Tailspin Tommy is a 12-episode 1934 Universal film serial based on the Tailspin Tommy comic strip by Hal Forrest.  Directed by Lew Landers and produced by Milton Gatzert, the serial was the 97th serial of the 137 released by that studio (and the 24th with sound). The plot of Tailspin Tommy concerns a conflict over a government airmail contract.

Plot
Two cargo airlines clash over a government mail contract. "Tailspin" Tommy (Maurice Murphy), a young mechanic, gets a job with Three Points Airlines, which wins the contract. Their opponents resort to sabotage in order to have the contract for themselves. Wade "Tiger" Taggart (John Davidson) becomes their enemy, a man who will do anything to stop the airline from doing business.
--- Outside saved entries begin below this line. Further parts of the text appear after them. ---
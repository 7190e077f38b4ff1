use std::cell::UnsafeCell;
use std::fmt::{Debug, Formatter};
use std::hint::spin_loop;
use std::mem::{forget, ManuallyDrop};
use std::sync::atomic::{AtomicBool, Ordering};

/// Wrapper struct that allows swapping a value between threads without locks.
///
/// `AtomicCell` does not use atomic load/store/cas on the contained data, so
/// it can hold values of arbitrary size. Exclusive access is claimed through
/// a one-bit spin mark instead.
pub struct AtomicCell<T> {
    mark: AtomicBool,
    cell: UnsafeCell<ManuallyDrop<T>>,
}

unsafe impl<T> Send for AtomicCell<T> where T: Send {}
unsafe impl<T> Sync for AtomicCell<T> where T: Send {}

impl<T> AtomicCell<T> {
    /// Create new atomic cell with initial value.
    pub const fn new(value: T) -> Self {
        Self {
            mark: AtomicBool::new(false),
            cell: UnsafeCell::new(ManuallyDrop::new(value)),
        }
    }

    /// Try to swap the value inside the cell.
    ///
    /// On success returns `Ok` with the previous value. When some other
    /// thread is swapping at the same moment, returns `Err` giving the
    /// argument back, and the caller can retry or give up.
    pub fn try_swap(&self, value: T) -> Result<T, T> {
        if self.mark.compare_exchange(false, true, Ordering::Acquire, Ordering::Relaxed).is_err() {
            return Err(value); //other thread interfered
        }
        //we are the only thread writing to this location until mark is released
        unsafe {
            let previous = self.cell.get().read();
            self.cell.get().write(ManuallyDrop::new(value));
            self.mark.store(false, Ordering::Release);
            Ok(ManuallyDrop::into_inner(previous))
        }
    }

    /// Swap the value inside the cell, spinning until the slot is free.
    ///
    /// Returns the previous value.
    pub fn swap(&self, mut value: T) -> T {
        loop {
            match self.try_swap(value) {
                Ok(previous) => return previous,
                Err(returned) => {
                    value = returned;
                    spin_loop();
                }
            }
        }
    }

    /// Get mutable reference to the content. Mutation is statically allowed
    /// because self is taken by mutable reference.
    #[inline(always)]
    pub fn get_mut(&mut self) -> &mut T {
        unsafe { &mut *self.cell.get() }
    }

    /// Take ownership of the cell and extract the wrapped value.
    #[inline(always)]
    pub fn into_inner(self) -> T {
        unsafe {
            let data = self.cell.get().read();
            forget(self); //don't run destructor
            ManuallyDrop::into_inner(data)
        }
    }
}

impl<T: Default> Default for AtomicCell<T> {
    fn default() -> Self { Self::new(T::default()) }
}

impl<T> Drop for AtomicCell<T> {
    fn drop(&mut self) {
        unsafe {
            ManuallyDrop::drop(&mut *self.cell.get());
        }
    }
}

impl<T> Debug for AtomicCell<T> {
    fn fmt(&self, f: &mut Formatter<'_>) -> std::fmt::Result {
        write!(f, "AtomicCell<{}>", std::any::type_name::<T>())?;
        f.debug_struct("").field("holds_lock", &self.mark.load(Ordering::Relaxed)).finish()
    }
}

#[cfg(test)]
mod tests {
    use super::*;
    use std::collections::HashSet;
    use std::sync::Arc;
    use std::thread::spawn;

    #[test]
    fn test_basic() {
        let cell = AtomicCell::new(1);
        assert_eq!(cell.try_swap(2), Ok(1));
        assert_eq!(cell.swap(3), 2);
        assert_eq!(cell.swap(12345), 3);
        let mut cell = cell;
        *cell.get_mut() = 10;
        assert_eq!(cell.into_inner(), 10);
    }

    #[test]
    fn test_drops_content() {
        let value = Arc::new(());
        let cell = AtomicCell::new(Some(value.clone()));
        assert_eq!(Arc::strong_count(&value), 2);
        drop(cell);
        assert_eq!(Arc::strong_count(&value), 1);
    }

    //every value pushed through the cell by any thread must come out exactly
    //once on some thread
    #[test]
    fn test_swap_many_threads() {
        const THREADS: u64 = 8;
        const PER_THREAD: u64 = 10_000;
        let cell = Arc::new(AtomicCell::new(None::<u64>));
        let handles = (0..THREADS).map(|t| {
            let cell = cell.clone();
            spawn(move || {
                let mut seen = Vec::new();
                for i in 0..PER_THREAD {
                    seen.push(cell.swap(Some(t * PER_THREAD + i + 1)));
                }
                seen
            })
        }).collect::<Vec<_>>();
        let mut data = handles.into_iter()
            .flat_map(|handle| handle.join().unwrap())
            .collect::<HashSet<_>>();
        data.insert(cell.swap(None));
        assert!(data.contains(&None));
        let missing = (1..=THREADS * PER_THREAD)
            .filter(|v| !data.contains(&Some(*v)))
            .collect::<Vec<_>>();
        assert!(missing.is_empty(), "values lost in swap: {:?}", missing);
    }
}
//! Multi-threaded cooperative task runtime.
//!
//! Tasks are spawned from plain `async` blocks, start eagerly, and are
//! multiplexed over a pool of worker threads with work stealing. Between
//! suspension points a task runs to completion on its worker; wake-ups come
//! from timers, other tasks settling, promise cells or explicit yields.
//! Cancellation is cooperative through token/source pairs, and dropping a
//! [`Task`](struct.Task.html) cancels and destroys it exactly once.
//!
//! ```
//! use std::time::Duration;
//! use carousel::{sleep_for, spawn, sync_wait};
//!
//! let task = spawn(async {
//!     sleep_for(Duration::from_millis(5)).await;
//!     2 + 2
//! });
//! assert_eq!(sync_wait(task).unwrap(), 4);
//! ```

mod cancel;
mod combine;
mod config;
mod error;
mod promise;
mod runtime;
mod sched;
mod stats;
mod sync_wait;
mod task;
mod timing;
mod yield_helper;

pub mod utils;

pub use self::cancel::{
    combine_tokens, CancellationRegistration, CancellationSource, CancellationToken, CombinedToken,
};
pub use self::combine::{when_all, when_any, when_any_cancel_rest};
pub use self::config::{Config, TimerDriver, CALLBACK_SLOTS};
pub use self::error::{ErrorInfo, ErrorKind, TaskResult};
pub use self::promise::AsyncPromise;
pub use self::runtime::{spawn, Runtime};
pub use self::stats::Stats;
pub use self::sync_wait::{sync_wait, sync_wait_for};
pub use self::task::{Task, TaskState};
pub use self::timing::{sleep_for, sleep_until, CancellableSleep, Sleep};
pub use self::yield_helper::{Yield, YieldBatcher};

/// Suspend the current task once, giving its peers a chance to run.
#[macro_export]
macro_rules! yield_once {
    () => {
        $crate::Yield::once().await
    }
}

/// Yield the current task for as long as the given expression is true.
#[macro_export]
macro_rules! yield_while {
    ($cond:expr) => {
        $crate::Yield::yield_while(|| $cond).await
    }
}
After Tommy becomes a pilot, he prevents a runaway aircraft from crashing into a crowd of children, among other adventures that put him into the public eye. Eventually Taggert and his gang are brought to justice. Tommy goes on to win a movie contract, and win the heart of his sweetheart Betty Lou Barnes (Patricia Farr).

Cast

 Maurice Murphy as "Tailspin" Tommy Tompkins
 Noah Beery, Jr. as Peter "Skeeter" Milligan
 Patricia Farr as Betty Lou Barnes
 Walter Miller as Bruce Hoyt
 Grant Withers as Milt Howe
 Charles A. Browne as Paul Smith
 Bryant Washburn as Mr Grant, director of Midnight Patrol
 Belle Daube as Mrs Martha Tompkins, Tommy's mother
 John Davidson as Wade "Tiger" Taggart
 Harrison Greene as the Air circus announcer
 William Desmond as Sloane, Taggart's office henchman
 Lew Kelly as Victor Martin, Three Point airport dispatcher
 John Ince as Eric Peabody, one of Taggart's henchmen
 Lee Beggs as Deacon Grimes
 Ethan Laidlaw as Bart Dirk, one of Taggart's henchmen

Chapter titles

 Death Flies the Mail
 The Mail Goes Through
 Sky bandits
 The Copper Room
 The Night Flight
 The Baited Trap
 Tommy to the Rescue
 The Thrill of Death
 The Earth God's Roar
 Death at the Controls
 Rushing Waters
 Littleville's Big DaySource:

Production
Tailspin Tommy was the first serial to be based on a comic strip.  From 1936 to 1945, Universal almost made more serial adaptations of comic strips than both of their rivals, Columbia and Republic, combined.  Jimmy Allen was a rival radio serial character to the Tailspin Tommy newspaper strip.  He featured in the film The Sky Parade.  Grant Withers played the sidekick in this film as well as both Tailspin Tommy serials.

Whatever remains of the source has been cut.